• Action item: Could you copy every line of the data that contains the word "match"?

(Collected data)
■ ■ ■ ■ ■

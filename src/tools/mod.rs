//! 外部程序的查找与调用（比对、修剪、建树）。
//!
//! 每次调用的 stderr（未重定向时也包括 stdout）写入单独的日志文件，
//! 失败时错误信息中给出该日志路径。

pub mod align;
pub mod trim;
pub mod tree;

use std::ffi::OsString;
use std::fs::File;
use std::path::{Path, PathBuf};
use std::process::{Command, Stdio};

use log::debug;

use crate::config::{Aligner, PipelineConfig, TreeProgram};
use crate::error::{IoContext, PipelineError, Result};

/// 一次外部程序调用
#[derive(Debug, Clone)]
pub struct ToolCommand {
    pub tool: String,
    pub program: PathBuf,
    pub args: Vec<OsString>,
    /// stdout 重定向目标（fasttree、mafft 把结果写到 stdout）
    pub stdout: Option<PathBuf>,
    pub log: PathBuf,
}

impl ToolCommand {
    pub fn new(tool: impl Into<String>, program: &Path, log: PathBuf) -> Self {
        Self {
            tool: tool.into(),
            program: program.to_path_buf(),
            args: Vec::new(),
            stdout: None,
            log,
        }
    }

    pub fn arg(mut self, arg: impl Into<OsString>) -> Self {
        self.args.push(arg.into());
        self
    }

    pub fn stdout_to(mut self, path: PathBuf) -> Self {
        self.stdout = Some(path);
        self
    }

    pub fn command_line(&self) -> String {
        let mut s = self.program.display().to_string();
        for a in &self.args {
            s.push(' ');
            s.push_str(&a.to_string_lossy());
        }
        if let Some(out) = &self.stdout {
            s.push_str(&format!(" > {}", out.display()));
        }
        s
    }

    /// 运行并等待结束；非零退出码转为 `ToolFailed`，`label` 用于错误信息（通常是 BUSCO ID）。
    pub fn run(&self, label: &str) -> Result<()> {
        debug!("[{}] {}", label, self.command_line());
        let log = File::create(&self.log).at(&self.log)?;
        let stderr = log.try_clone().at(&self.log)?;
        let stdout: Stdio = match &self.stdout {
            Some(p) => File::create(p).at(p)?.into(),
            None => log.into(),
        };
        let status = Command::new(&self.program)
            .args(&self.args)
            .stdin(Stdio::null())
            .stdout(stdout)
            .stderr(stderr)
            .status()
            .at(&self.program)?;
        if !status.success() {
            return Err(PipelineError::ToolFailed {
                tool: self.tool.clone(),
                marker: label.to_string(),
                status: status.to_string(),
                log: self.log.clone(),
            });
        }
        Ok(())
    }
}

/// 按顺序在 PATH 中查找候选名称，返回第一个存在的可执行文件。
pub fn resolve(candidates: &[&str]) -> Result<PathBuf> {
    candidates
        .iter()
        .find_map(|c| which::which(c).ok())
        .ok_or_else(|| PipelineError::ToolNotFound(candidates.join(" or ")))
}

/// 一次运行所用外部程序的绝对路径
#[derive(Debug, Clone)]
pub struct Toolbox {
    pub aligner: Aligner,
    pub aligner_path: PathBuf,
    pub trimal_path: PathBuf,
    pub tree_program: TreeProgram,
    pub tree_path: PathBuf,
}

impl Toolbox {
    /// 在写出任何结果之前确认所需程序都在 PATH 中。
    pub fn discover(cfg: &PipelineConfig) -> Result<Self> {
        let aligner_path = match cfg.aligner {
            Aligner::Muscle => resolve(&["muscle"])?,
            Aligner::Mafft => resolve(&["mafft"])?,
        };
        let trimal_path = resolve(&["trimal"])?;
        let tree_path = match cfg.gene_tree_program {
            TreeProgram::Fasttree => resolve(&["fasttree", "FastTree"])?,
            TreeProgram::Iqtree => resolve(&["iqtree2", "iqtree"])?,
        };
        Ok(Self {
            aligner: cfg.aligner,
            aligner_path,
            trimal_path,
            tree_program: cfg.gene_tree_program,
            tree_path,
        })
    }
}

■ ■ ■ ■ ■

• Response:
        let stdout: Stdio = match &self.stdout {
        let aligner_path = match cfg.aligner {
        let tree_path = match cfg.gene_tree_program {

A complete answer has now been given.